Top of PROVIDED INFORMATION

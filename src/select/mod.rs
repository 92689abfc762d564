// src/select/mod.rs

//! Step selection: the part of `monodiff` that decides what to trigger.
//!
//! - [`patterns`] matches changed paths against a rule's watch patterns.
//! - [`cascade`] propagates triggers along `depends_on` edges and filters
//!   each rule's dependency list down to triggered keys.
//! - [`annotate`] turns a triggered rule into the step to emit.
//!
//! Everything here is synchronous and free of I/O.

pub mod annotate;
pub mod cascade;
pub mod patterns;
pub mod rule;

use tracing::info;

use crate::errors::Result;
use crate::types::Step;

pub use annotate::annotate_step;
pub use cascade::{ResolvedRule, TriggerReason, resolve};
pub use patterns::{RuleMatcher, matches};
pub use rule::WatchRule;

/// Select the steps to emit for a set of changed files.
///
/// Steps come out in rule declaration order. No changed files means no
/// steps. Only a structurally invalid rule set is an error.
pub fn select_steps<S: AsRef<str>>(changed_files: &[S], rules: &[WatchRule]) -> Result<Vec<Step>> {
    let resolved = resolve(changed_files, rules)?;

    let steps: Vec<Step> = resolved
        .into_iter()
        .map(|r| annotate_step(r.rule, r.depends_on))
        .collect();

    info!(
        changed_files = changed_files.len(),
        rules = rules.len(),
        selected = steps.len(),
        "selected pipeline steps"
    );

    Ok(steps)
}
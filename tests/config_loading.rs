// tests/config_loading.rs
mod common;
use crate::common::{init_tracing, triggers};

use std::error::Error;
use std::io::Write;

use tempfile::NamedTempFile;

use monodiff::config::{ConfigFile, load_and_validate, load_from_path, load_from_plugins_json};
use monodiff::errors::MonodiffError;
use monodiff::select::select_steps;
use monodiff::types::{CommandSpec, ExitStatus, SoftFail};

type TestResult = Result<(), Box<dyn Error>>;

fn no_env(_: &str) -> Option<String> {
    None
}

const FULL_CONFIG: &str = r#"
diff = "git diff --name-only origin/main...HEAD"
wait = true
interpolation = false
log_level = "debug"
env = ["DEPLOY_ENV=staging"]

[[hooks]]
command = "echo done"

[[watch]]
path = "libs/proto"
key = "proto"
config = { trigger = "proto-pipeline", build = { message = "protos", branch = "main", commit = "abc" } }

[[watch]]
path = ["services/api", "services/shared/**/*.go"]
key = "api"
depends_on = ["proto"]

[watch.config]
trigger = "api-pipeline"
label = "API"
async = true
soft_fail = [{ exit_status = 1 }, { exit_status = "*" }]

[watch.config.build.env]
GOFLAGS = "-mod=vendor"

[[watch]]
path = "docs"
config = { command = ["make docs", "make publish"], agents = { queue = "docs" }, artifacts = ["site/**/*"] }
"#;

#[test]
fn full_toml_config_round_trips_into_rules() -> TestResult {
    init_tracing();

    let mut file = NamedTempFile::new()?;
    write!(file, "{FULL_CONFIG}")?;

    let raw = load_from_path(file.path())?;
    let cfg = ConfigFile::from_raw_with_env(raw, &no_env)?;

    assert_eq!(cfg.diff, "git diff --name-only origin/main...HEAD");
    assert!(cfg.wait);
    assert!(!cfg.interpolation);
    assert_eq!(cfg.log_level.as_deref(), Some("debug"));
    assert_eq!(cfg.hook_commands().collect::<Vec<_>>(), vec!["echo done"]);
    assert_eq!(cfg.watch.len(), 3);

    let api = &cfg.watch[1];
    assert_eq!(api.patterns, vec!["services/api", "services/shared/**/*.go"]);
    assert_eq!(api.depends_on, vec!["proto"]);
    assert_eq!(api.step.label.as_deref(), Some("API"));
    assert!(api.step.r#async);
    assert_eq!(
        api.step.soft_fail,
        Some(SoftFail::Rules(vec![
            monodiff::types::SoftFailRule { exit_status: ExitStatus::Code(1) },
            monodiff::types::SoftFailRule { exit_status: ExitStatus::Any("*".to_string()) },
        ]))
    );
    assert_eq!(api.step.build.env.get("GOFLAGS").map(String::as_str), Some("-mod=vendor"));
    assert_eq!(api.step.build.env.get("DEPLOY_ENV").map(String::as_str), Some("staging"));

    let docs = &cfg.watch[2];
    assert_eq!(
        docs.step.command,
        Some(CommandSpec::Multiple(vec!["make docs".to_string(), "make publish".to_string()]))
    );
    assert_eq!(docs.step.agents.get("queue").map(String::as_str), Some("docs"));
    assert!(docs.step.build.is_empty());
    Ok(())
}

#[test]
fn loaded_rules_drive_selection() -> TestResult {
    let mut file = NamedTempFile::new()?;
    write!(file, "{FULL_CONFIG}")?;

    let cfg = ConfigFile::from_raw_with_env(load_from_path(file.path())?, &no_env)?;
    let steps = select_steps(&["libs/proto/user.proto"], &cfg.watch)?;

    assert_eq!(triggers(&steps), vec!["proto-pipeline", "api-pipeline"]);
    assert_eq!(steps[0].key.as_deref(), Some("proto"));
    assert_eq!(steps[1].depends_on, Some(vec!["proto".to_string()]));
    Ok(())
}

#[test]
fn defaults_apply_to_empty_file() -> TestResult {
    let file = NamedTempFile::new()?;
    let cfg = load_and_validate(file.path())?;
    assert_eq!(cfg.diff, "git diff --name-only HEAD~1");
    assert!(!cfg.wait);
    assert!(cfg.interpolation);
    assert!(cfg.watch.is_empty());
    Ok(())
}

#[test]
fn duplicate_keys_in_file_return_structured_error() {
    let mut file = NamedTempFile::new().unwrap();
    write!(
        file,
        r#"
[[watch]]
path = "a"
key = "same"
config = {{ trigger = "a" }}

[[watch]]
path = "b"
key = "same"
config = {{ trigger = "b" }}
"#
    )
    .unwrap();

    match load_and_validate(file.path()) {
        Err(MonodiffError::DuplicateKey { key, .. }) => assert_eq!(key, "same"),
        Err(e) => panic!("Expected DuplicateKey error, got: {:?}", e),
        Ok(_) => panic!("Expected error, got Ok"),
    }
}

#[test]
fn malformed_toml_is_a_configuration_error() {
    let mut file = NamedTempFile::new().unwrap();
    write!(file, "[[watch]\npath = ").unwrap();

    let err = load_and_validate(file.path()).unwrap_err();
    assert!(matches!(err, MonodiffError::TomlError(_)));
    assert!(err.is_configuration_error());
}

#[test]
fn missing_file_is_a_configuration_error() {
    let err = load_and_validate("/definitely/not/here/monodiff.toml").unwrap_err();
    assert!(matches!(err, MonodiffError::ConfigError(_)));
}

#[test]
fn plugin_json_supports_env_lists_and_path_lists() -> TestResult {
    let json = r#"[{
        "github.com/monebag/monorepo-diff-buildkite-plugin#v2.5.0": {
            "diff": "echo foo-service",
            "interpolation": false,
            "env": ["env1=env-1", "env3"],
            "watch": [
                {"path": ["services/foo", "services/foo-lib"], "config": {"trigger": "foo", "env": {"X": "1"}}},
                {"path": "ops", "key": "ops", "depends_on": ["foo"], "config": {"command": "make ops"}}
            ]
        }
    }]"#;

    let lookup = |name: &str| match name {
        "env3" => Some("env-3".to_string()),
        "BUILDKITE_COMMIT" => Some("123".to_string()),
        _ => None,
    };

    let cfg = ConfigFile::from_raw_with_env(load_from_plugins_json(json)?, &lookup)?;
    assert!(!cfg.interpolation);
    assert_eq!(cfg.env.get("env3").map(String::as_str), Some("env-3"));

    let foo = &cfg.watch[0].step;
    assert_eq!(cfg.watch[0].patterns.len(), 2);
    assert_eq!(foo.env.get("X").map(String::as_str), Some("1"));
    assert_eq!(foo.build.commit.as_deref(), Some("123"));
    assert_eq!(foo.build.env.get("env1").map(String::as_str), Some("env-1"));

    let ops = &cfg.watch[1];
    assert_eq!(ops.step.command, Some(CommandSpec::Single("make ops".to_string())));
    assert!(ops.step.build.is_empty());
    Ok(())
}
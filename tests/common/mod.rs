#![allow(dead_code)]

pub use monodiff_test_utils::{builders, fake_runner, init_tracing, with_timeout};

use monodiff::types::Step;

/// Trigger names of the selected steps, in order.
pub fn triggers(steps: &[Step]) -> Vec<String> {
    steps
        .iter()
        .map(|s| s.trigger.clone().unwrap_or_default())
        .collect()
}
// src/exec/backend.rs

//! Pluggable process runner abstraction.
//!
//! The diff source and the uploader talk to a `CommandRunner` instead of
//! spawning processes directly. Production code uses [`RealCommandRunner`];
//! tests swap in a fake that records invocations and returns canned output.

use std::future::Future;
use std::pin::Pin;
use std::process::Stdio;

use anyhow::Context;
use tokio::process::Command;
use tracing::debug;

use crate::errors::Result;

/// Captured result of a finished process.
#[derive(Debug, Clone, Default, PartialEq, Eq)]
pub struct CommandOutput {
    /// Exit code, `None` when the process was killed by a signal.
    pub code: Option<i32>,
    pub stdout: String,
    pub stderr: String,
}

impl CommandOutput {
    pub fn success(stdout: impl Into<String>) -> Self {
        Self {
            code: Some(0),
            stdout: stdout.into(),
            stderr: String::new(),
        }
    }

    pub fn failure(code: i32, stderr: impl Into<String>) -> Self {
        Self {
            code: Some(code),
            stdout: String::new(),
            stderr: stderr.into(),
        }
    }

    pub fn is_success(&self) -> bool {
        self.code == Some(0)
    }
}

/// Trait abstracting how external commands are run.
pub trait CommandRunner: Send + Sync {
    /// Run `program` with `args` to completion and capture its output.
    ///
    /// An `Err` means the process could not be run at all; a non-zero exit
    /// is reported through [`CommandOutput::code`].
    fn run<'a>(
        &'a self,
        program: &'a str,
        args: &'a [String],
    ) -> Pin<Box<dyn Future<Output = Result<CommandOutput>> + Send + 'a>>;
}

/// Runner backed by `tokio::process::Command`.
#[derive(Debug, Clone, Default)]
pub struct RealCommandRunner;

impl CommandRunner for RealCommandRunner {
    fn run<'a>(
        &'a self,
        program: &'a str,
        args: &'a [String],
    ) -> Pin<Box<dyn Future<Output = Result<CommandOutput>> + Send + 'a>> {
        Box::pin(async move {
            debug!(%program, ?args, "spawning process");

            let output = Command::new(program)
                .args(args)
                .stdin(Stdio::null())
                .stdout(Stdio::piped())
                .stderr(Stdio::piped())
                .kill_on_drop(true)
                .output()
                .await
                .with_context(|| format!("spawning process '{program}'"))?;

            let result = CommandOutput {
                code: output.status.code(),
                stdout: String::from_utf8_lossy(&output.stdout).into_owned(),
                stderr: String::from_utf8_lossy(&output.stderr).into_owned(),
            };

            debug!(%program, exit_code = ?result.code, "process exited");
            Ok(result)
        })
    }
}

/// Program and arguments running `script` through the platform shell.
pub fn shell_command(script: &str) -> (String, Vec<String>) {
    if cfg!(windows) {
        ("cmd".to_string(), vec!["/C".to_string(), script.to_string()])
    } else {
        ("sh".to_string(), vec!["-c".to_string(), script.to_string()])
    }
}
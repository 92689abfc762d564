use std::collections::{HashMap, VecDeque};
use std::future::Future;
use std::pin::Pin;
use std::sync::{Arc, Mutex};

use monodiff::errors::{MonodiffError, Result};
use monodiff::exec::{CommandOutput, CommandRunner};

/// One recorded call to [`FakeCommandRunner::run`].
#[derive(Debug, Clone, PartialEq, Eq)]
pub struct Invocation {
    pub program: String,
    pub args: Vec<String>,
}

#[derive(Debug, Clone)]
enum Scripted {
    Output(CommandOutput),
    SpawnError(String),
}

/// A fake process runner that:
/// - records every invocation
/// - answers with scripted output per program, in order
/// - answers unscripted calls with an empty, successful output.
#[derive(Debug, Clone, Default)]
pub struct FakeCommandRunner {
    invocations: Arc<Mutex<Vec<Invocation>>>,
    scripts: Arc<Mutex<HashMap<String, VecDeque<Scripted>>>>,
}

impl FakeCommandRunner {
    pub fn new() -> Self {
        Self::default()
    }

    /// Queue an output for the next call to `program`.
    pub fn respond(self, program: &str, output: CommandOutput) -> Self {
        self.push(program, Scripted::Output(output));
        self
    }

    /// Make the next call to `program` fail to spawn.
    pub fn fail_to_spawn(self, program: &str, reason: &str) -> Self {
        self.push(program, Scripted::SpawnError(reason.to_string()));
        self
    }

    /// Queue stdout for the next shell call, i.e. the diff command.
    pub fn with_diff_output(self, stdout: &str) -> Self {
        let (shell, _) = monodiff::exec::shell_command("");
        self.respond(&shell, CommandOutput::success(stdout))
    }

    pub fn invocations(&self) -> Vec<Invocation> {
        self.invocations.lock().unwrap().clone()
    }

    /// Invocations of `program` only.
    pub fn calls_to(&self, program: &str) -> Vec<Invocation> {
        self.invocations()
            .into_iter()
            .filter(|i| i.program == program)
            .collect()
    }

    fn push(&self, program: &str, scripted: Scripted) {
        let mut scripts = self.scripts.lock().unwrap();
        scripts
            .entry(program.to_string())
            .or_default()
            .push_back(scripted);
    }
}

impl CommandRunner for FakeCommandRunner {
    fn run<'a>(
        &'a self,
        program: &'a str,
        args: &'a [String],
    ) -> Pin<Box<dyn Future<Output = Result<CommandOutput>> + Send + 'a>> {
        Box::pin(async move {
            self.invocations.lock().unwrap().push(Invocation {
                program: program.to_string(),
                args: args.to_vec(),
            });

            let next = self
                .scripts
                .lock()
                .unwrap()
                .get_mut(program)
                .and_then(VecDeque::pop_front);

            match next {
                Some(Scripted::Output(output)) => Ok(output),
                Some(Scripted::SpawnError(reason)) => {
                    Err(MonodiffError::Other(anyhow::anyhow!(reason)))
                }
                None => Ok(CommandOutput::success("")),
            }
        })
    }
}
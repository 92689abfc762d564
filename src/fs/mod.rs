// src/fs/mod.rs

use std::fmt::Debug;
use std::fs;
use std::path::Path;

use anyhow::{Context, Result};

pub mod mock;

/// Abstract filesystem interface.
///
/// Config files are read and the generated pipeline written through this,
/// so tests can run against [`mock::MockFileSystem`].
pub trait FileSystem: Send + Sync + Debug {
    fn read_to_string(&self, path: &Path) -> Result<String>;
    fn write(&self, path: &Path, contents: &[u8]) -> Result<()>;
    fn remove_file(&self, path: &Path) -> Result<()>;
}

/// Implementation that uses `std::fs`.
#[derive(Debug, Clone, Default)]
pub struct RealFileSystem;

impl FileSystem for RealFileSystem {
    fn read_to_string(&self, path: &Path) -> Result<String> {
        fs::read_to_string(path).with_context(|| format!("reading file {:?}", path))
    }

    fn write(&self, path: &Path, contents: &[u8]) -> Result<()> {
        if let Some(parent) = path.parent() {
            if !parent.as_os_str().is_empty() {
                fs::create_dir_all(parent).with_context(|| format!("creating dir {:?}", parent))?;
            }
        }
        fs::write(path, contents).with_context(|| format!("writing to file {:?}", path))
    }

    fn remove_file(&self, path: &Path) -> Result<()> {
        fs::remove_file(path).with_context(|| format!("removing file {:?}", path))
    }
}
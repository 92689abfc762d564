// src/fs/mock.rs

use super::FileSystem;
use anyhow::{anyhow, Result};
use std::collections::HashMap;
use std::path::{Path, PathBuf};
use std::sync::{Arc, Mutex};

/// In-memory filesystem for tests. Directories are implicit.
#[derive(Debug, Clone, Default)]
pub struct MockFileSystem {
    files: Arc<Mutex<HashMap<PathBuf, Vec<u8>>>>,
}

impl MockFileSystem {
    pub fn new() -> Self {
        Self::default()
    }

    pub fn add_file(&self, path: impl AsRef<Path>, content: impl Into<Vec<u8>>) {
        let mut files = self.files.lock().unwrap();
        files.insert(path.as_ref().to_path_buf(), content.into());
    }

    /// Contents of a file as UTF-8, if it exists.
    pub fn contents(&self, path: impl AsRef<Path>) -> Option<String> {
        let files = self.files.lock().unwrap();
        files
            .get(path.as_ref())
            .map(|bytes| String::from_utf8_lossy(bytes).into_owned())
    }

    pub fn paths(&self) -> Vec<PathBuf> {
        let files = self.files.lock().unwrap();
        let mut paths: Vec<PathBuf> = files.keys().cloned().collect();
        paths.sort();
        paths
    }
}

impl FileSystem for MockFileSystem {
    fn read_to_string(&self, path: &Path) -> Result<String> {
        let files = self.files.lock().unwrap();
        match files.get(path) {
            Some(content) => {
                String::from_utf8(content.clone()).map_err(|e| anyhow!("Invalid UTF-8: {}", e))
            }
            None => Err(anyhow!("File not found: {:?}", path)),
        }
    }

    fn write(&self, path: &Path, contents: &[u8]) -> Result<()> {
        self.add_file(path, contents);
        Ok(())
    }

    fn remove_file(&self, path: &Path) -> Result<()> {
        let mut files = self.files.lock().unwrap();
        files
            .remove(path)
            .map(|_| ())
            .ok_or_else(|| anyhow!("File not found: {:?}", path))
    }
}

Bottom of PROVIDED INFORMATION

WORK ITEM:
Within the entries, count the lines containing the string "Stdio" and state nothing but the result.

ANSWER BOX:
4